1. Focus on the details
Unlike in essay exams - where one shouldn't stress about the details but rather focus on the big picture - short essay or multiple choice tests are all about the details. You need to be able to remember the facts which have been taught in the course over the semester, and to be able to explain these facts in a couple of sentences. For this reason, focus your revision on remembering key facts.
2. Use techniques to help you memorise information
If you're having trouble memorising facts and figures, first try writing out the information by hand several times. Often you'll find that just the act of copying the information down several times will be enough to lodge it securely in your head. But if that's not working, and you have a lot of tricky information such as dates or chemical formulae to remember, try flashcards. Take a stack of postcard-sized piece of paper, and write down one fact to be remembered on each sheet. Then either use these cards to test yourself, or put them around your room, or house, so you see them regularly. Do this in the weeks leading up to your big day and remembering should not be a problem.
3. Don't overthink your answers
When it comes to multiple choice exams in particular, the questions can sometimes be written tricky, vague(ish) way. Sometimes you have to select the “one correct answer” from four possible answers, all of which sound at least a little true. In this instance, it may tempting to select multiple answers, or to write information in the margins which explains your choice. Do not do this! Multiple choice tests are often marked automatically by a computer, or by someone without any experience in the area in question. So if you write extra information, it probably won't even get read, and you may even lose marks for not answering the question “correctly”.

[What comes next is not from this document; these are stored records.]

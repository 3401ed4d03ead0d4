//! Integration tests for the login, refresh, and logout endpoints.

mod helpers;

use http::StatusCode;

#[tokio::test]
async fn login_sets_cookies_and_omits_refresh_token_from_body() {
    let app = helpers::TestApp::new().await;
    app.mount_token_success("AT1", "RT1").await;

    let response = app
        .request(
            "POST",
            "/api/login",
            Some(serde_json::json!({ "username": "admin", "password": "secret" })),
            None,
        )
        .await;

    assert_eq!(response.status, StatusCode::OK);
    assert_eq!(response.body["success"], true);
    assert_eq!(response.body["token"]["access_token"], "AT1");
    assert_eq!(response.body["token"]["token_type"], "Bearer");
    assert_eq!(response.body["token"]["expires_in"], 3600);
    assert!(response.body["token"].get("refresh_token").is_none());

    assert_eq!(response.cookie_value("access_token").as_deref(), Some("AT1"));
    assert_eq!(response.cookie_value("refresh_token").as_deref(), Some("RT1"));

    let access_line = response.cookie_line("access_token").unwrap();
    assert!(access_line.contains("HttpOnly"));
    assert!(access_line.contains("SameSite=Lax"));
    assert!(access_line.contains("Max-Age=3600"));

    let refresh_line = response.cookie_line("refresh_token").unwrap();
    assert!(refresh_line.contains("Path=/api"));
}

#[tokio::test]
async fn login_with_missing_password_is_rejected_before_any_upstream_call() {
    let app = helpers::TestApp::new().await;
    app.mount_token_success("AT1", "RT1").await;

    let response = app
        .request(
            "POST",
            "/api/login",
            Some(serde_json::json!({ "username": "admin" })),
            None,
        )
        .await;

    assert_eq!(response.status, StatusCode::BAD_REQUEST);
    assert_eq!(app.upstream_hits("/oauth/token").await, 0);
}

#[tokio::test]
async fn login_with_invalid_credentials_maps_to_401() {
    let app = helpers::TestApp::new().await;
    app.mount_token_failure(
        401,
        serde_json::json!({ "error": "invalid_client", "error_description": "nope" }),
    )
    .await;

    let response = app
        .request(
            "POST",
            "/api/login",
            Some(serde_json::json!({ "username": "admin", "password": "wrong" })),
            None,
        )
        .await;

    assert_eq!(response.status, StatusCode::UNAUTHORIZED);
    assert_eq!(response.body["error"], "INVALID_CREDENTIALS");
    assert!(response.cookie_value("access_token").is_none());
}

#[tokio::test]
async fn login_with_partial_token_response_never_stores_cookies() {
    let app = helpers::TestApp::new().await;
    app.mount_token_failure(
        200,
        serde_json::json!({ "access_token": "AT1", "token_type": "Bearer", "expires_in": 3600 }),
    )
    .await;

    let response = app
        .request(
            "POST",
            "/api/login",
            Some(serde_json::json!({ "username": "admin", "password": "secret" })),
            None,
        )
        .await;

    assert_eq!(response.status, StatusCode::BAD_GATEWAY);
    assert_eq!(response.body["error"], "MALFORMED_TOKEN_RESPONSE");
    assert!(response.set_cookies().is_empty());
}

#[tokio::test]
async fn login_passes_other_provider_statuses_through() {
    let app = helpers::TestApp::new().await;
    app.mount_token_failure(
        503,
        serde_json::json!({
            "error": "temporarily_unavailable",
            "error_description": "Maintenance",
        }),
    )
    .await;

    let response = app
        .request(
            "POST",
            "/api/login",
            Some(serde_json::json!({ "username": "admin", "password": "secret" })),
            None,
        )
        .await;

    assert_eq!(response.status, StatusCode::SERVICE_UNAVAILABLE);
    assert_eq!(response.body["message"], "Maintenance");
}

#[tokio::test]
async fn refresh_rotates_the_stored_pair() {
    let app = helpers::TestApp::new().await;
    app.mount_token_success("AT2", "RT2").await;

    let response = app
        .request("POST", "/api/refresh", None, Some("refresh_token=RT1"))
        .await;

    assert_eq!(response.status, StatusCode::OK);
    assert_eq!(response.body["success"], true);
    assert_eq!(response.body["expires_in"], 3600);
    assert_eq!(response.cookie_value("access_token").as_deref(), Some("AT2"));
    assert_eq!(response.cookie_value("refresh_token").as_deref(), Some("RT2"));

    // The grant must have carried the stored refresh token.
    let requests = app.upstream.received_requests().await.unwrap();
    let body = String::from_utf8(requests[0].body.clone()).unwrap();
    assert!(body.contains("grant_type=refresh_token"));
    assert!(body.contains("refresh_token=RT1"));
}

#[tokio::test]
async fn rejected_refresh_clears_cookies_and_requires_login() {
    let app = helpers::TestApp::new().await;
    app.mount_token_failure(
        401,
        serde_json::json!({ "error": "invalid_grant", "error_description": "Token revoked" }),
    )
    .await;

    let response = app
        .request("POST", "/api/refresh", None, Some("refresh_token=STALE"))
        .await;

    assert_eq!(response.status, StatusCode::UNAUTHORIZED);
    assert_eq!(response.body["requiresLogin"], true);

    // Both token cookies are cleared.
    assert_eq!(response.cookie_value("access_token").as_deref(), Some(""));
    assert_eq!(response.cookie_value("refresh_token").as_deref(), Some(""));
}

#[tokio::test]
async fn refresh_without_a_stored_token_requires_login() {
    let app = helpers::TestApp::new().await;

    let response = app.request("POST", "/api/refresh", None, None).await;

    assert_eq!(response.status, StatusCode::UNAUTHORIZED);
    assert_eq!(response.body["requiresLogin"], true);
    assert_eq!(app.upstream_hits("/oauth/token").await, 0);
}

#[tokio::test]
async fn logout_clears_every_auth_cookie() {
    let app = helpers::TestApp::new().await;

    let response = app
        .request(
            "POST",
            "/api/logout",
            None,
            Some("access_token=AT1; refresh_token=RT1"),
        )
        .await;

    assert_eq!(response.status, StatusCode::OK);
    assert_eq!(response.body["success"], true);

    for name in ["access_token", "refresh_token", "token_type", "expires_in"] {
        assert_eq!(
            response.cookie_value(name).as_deref(),
            Some(""),
            "cookie {name} should be cleared"
        );
    }
}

So how do you cope with an ambiguous question? The best technique to not overthink your answer. If there is one answer that seems obvious, and the other answers are arguably somewhat true, then select the obvious answer and move on. Unless the question says otherwise, always choose one and only one answer in a multiple choice test. Try to imagine what the person who wrote the question is expecting the answer to be, and give that answer.
4. Plan your time
You might think multiple choice are quick to answer, and thus you don't need to plan your time in such an exam. Think again. Sure, the actual writing of the answers can be done very quickly, but you still need time to sit and think about each question before you answer it.
When you first see the exam, take time to quickly skim over it. Count how many questions there are, and how much time you have. Divide your time by the number of questions to see roughly how long you should spend on each question. Also, don't forget to leave 5 to 10 minutes at the end to give your work a final check.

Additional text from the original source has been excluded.